Moms of Children W/ FPIES: Food Protein Induced Enterocolitis Syndrome

Updated on April 22, 2008
K.C. asks from Edmonds, WA
16 answers

I am looking for anyone who has a child who has this syndrome. Enterocolitis is inflammation involving both the small intestine and the colon (large intestine).
FPIES is a immune reaction in the gastrointestinal system to one or more specific foods, commonly characterized by profuse vomiting and diarrhea. The most common FPIES triggers are cow’s milk (dairy) and soy. It is different from an allergy or insensitivity- they can not digest the proteins in milk and soy.
A child with FPIES may experience what appears to be a severe stomach bug, but the "bug" only starts a couple hours after the offending food is given.

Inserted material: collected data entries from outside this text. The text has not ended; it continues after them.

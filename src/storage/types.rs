//! Core data types shared by the storage containers
//!
//! - `TimedValue`: an immutable (moment, value) pair
//! - `TagId`: compact identifier handed out by a `LookupTable`
//! - `AggregationType`: summary functions applied to day buckets
//! - `TimeKeyed`: the surface every time-keyed container exposes

use crate::storage::moment::Moment;
use serde::{Deserialize, Serialize};
use std::fmt;

/// A single value observed at a moment
#[derive(Debug, Clone, PartialEq, Serialize, Deserialize)]
pub struct TimedValue<V> {
    moment: Moment,
    value: V,
}

impl<V> TimedValue<V> {
    pub fn new(moment: Moment, value: V) -> Self {
        Self { moment, value }
    }

    pub fn moment(&self) -> Moment {
        self.moment
    }

    pub fn value(&self) -> &V {
        &self.value
    }

    /// Split into the moment and the owned value
    pub fn into_parts(self) -> (Moment, V) {
        (self.moment, self.value)
    }
}

impl<V> From<(Moment, V)> for TimedValue<V> {
    fn from((moment, value): (Moment, V)) -> Self {
        Self::new(moment, value)
    }
}

/// Identifier assigned to a tag by a `LookupTable`
///
/// Ids start at 0 and increase in first-intern order.
#[derive(Debug, Clone, Copy, PartialEq, Eq, PartialOrd, Ord, Hash, Serialize, Deserialize)]
#[serde(transparent)]
pub struct TagId(pub u32);

impl TagId {
    pub fn index(self) -> usize {
        self.0 as usize
    }
}

impl fmt::Display for TagId {
    fn fmt(&self, f: &mut fmt::Formatter<'_>) -> fmt::Result {
        write!(f, "#{}", self.0)
    }
}

/// How to summarise the values in a bucket
#[derive(Debug, Clone, Copy, Serialize, Deserialize, PartialEq, Eq)]
#[serde(rename_all = "lowercase")]
pub enum AggregationType {
    /// Sum values
    Sum,
    /// Arithmetic mean
    Average,
    /// Value with the latest moment
    Last,
    /// Maximum value
    Max,
    /// Minimum value
    Min,
    /// Number of values
    Count,
}

impl AggregationType {
    /// Aggregate timed values according to this type
    ///
    /// `Last` picks the value with the greatest moment, so the result does not
    /// depend on the order the bucket was filled in.
    pub fn aggregate<I>(&self, values: I) -> Option<f64>
    where
        I: IntoIterator<Item = (Moment, f64)>,
    {
        let mut iter = values.into_iter().peekable();
        iter.peek()?;

        Some(match self {
            AggregationType::Sum => iter.map(|(_, v)| v).sum::<f64>(),
            AggregationType::Average => {
                let (sum, count) = iter.fold((0.0, 0usize), |(s, c), (_, v)| (s + v, c + 1));
                sum / count as f64
            }
            AggregationType::Last => iter
                .fold(None::<(Moment, f64)>, |best, (m, v)| match best {
                    Some((bm, _)) if bm > m => best,
                    _ => Some((m, v)),
                })
                .map(|(_, v)| v)?,
            AggregationType::Max => iter.map(|(_, v)| v).fold(f64::NEG_INFINITY, f64::max),
            AggregationType::Min => iter.map(|(_, v)| v).fold(f64::INFINITY, f64::min),
            AggregationType::Count => iter.count() as f64,
        })
    }
}

impl fmt::Display for AggregationType {
    fn fmt(&self, f: &mut fmt::Formatter<'_>) -> fmt::Result {
        match self {
            AggregationType::Sum => write!(f, "sum"),
            AggregationType::Average => write!(f, "avg"),
            AggregationType::Last => write!(f, "last"),
            AggregationType::Max => write!(f, "max"),
            AggregationType::Min => write!(f, "min"),
            AggregationType::Count => write!(f, "count"),
        }
    }
}

impl std::str::FromStr for AggregationType {
    type Err = String;

    fn from_str(s: &str) -> Result<Self, Self::Err> {
        match s.to_lowercase().as_str() {
            "sum" => Ok(AggregationType::Sum),
            "avg" | "average" | "mean" => Ok(AggregationType::Average),
            "last" => Ok(AggregationType::Last),
            "max" => Ok(AggregationType::Max),
            "min" => Ok(AggregationType::Min),
            "count" => Ok(AggregationType::Count),
            other => Err(format!("unknown aggregation: {}", other)),
        }
    }
}

/// Common surface of the time-keyed containers
///
/// Iteration order of `moments` is unspecified; use `sorted_moments` for a
/// chronological traversal.
pub trait TimeKeyed {
    /// Number of stored records
    fn record_count(&self) -> usize;

    /// Number of distinct moment keys
    fn key_count(&self) -> usize;

    /// Whether any record is stored under `moment`
    fn contains(&self, moment: &Moment) -> bool;

    /// Distinct moment keys, unordered
    fn moments(&self) -> Vec<Moment>;

    fn is_empty(&self) -> bool {
        self.record_count() == 0
    }

    /// Distinct moment keys in chronological order
    fn sorted_moments(&self) -> Vec<Moment> {
        let mut moments = self.moments();
        moments.sort_unstable();
        moments
    }
}

#[cfg(test)]
mod tests {
    use super::*;

    fn at(minute: u32) -> Moment {
        Moment::from_calendar(2024, 1, 1, 0, minute, 0).unwrap()
    }

    #[test]
    fn test_timed_value_parts() {
        let tv = TimedValue::new(at(5), 21.5);
        assert_eq!(tv.moment(), at(5));
        assert_eq!(*tv.value(), 21.5);

        let (m, v) = tv.into_parts();
        assert_eq!(m, at(5));
        assert_eq!(v, 21.5);
    }

    #[test]
    fn test_aggregation_types() {
        let values = vec![(at(0), 1.0), (at(4), 5.0), (at(1), 2.0), (at(2), 3.0), (at(3), 4.0)];

        assert_eq!(AggregationType::Sum.aggregate(values.clone()), Some(15.0));
        assert_eq!(AggregationType::Average.aggregate(values.clone()), Some(3.0));
        assert_eq!(AggregationType::Last.aggregate(values.clone()), Some(5.0));
        assert_eq!(AggregationType::Max.aggregate(values.clone()), Some(5.0));
        assert_eq!(AggregationType::Min.aggregate(values.clone()), Some(1.0));
        assert_eq!(AggregationType::Count.aggregate(values), Some(5.0));

        let empty: Vec<(Moment, f64)> = vec![];
        assert_eq!(AggregationType::Sum.aggregate(empty), None);
    }

    #[test]
    fn test_aggregation_parse() {
        assert_eq!("avg".parse::<AggregationType>(), Ok(AggregationType::Average));
        assert_eq!("MAX".parse::<AggregationType>(), Ok(AggregationType::Max));
        assert!("median".parse::<AggregationType>().is_err());
    }

    #[test]
    fn test_tag_id_display() {
        assert_eq!(TagId(3).to_string(), "#3");
        assert_eq!(TagId(3).index(), 3);
    }
}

We suspected that my daughter had this when we tried to give her milk based formula and then soy based formula at 2 months and then again at 5 months to help suplement with breast milk- with in 2 hours she was vomitting and would continue for hours.
I had a breast reduction surgery 13 years ago and my milk production can be very sparatic. We decided to keep her breastfed only as I was too scared to even try even the formulas they give for this, I have had a friend even donate milk to me in times of total crisis. She is approaching a year old and my milk supply is pretty much gone. I have tried everything to keep it up- fenugrek, tea's, oatmeal, water, more frequent pumping but I work full time and is difficult to keep up the schedule. I can't seem to get any answers from anyone on WHAT kind of milk I can give her to suplement what I have if she will not take this formula- Alementum (which my Ped says tastes horrible). The allergist recommend rice milk (not the same kind of nutrients)? In most cases they grown out of this by the age of 3 but what do I do in the meantime? Who do I go to discuss this? Any suggestions would be helpful. The reaction she has had is so scary and can be serious. I feel horrible that I am running out of milk.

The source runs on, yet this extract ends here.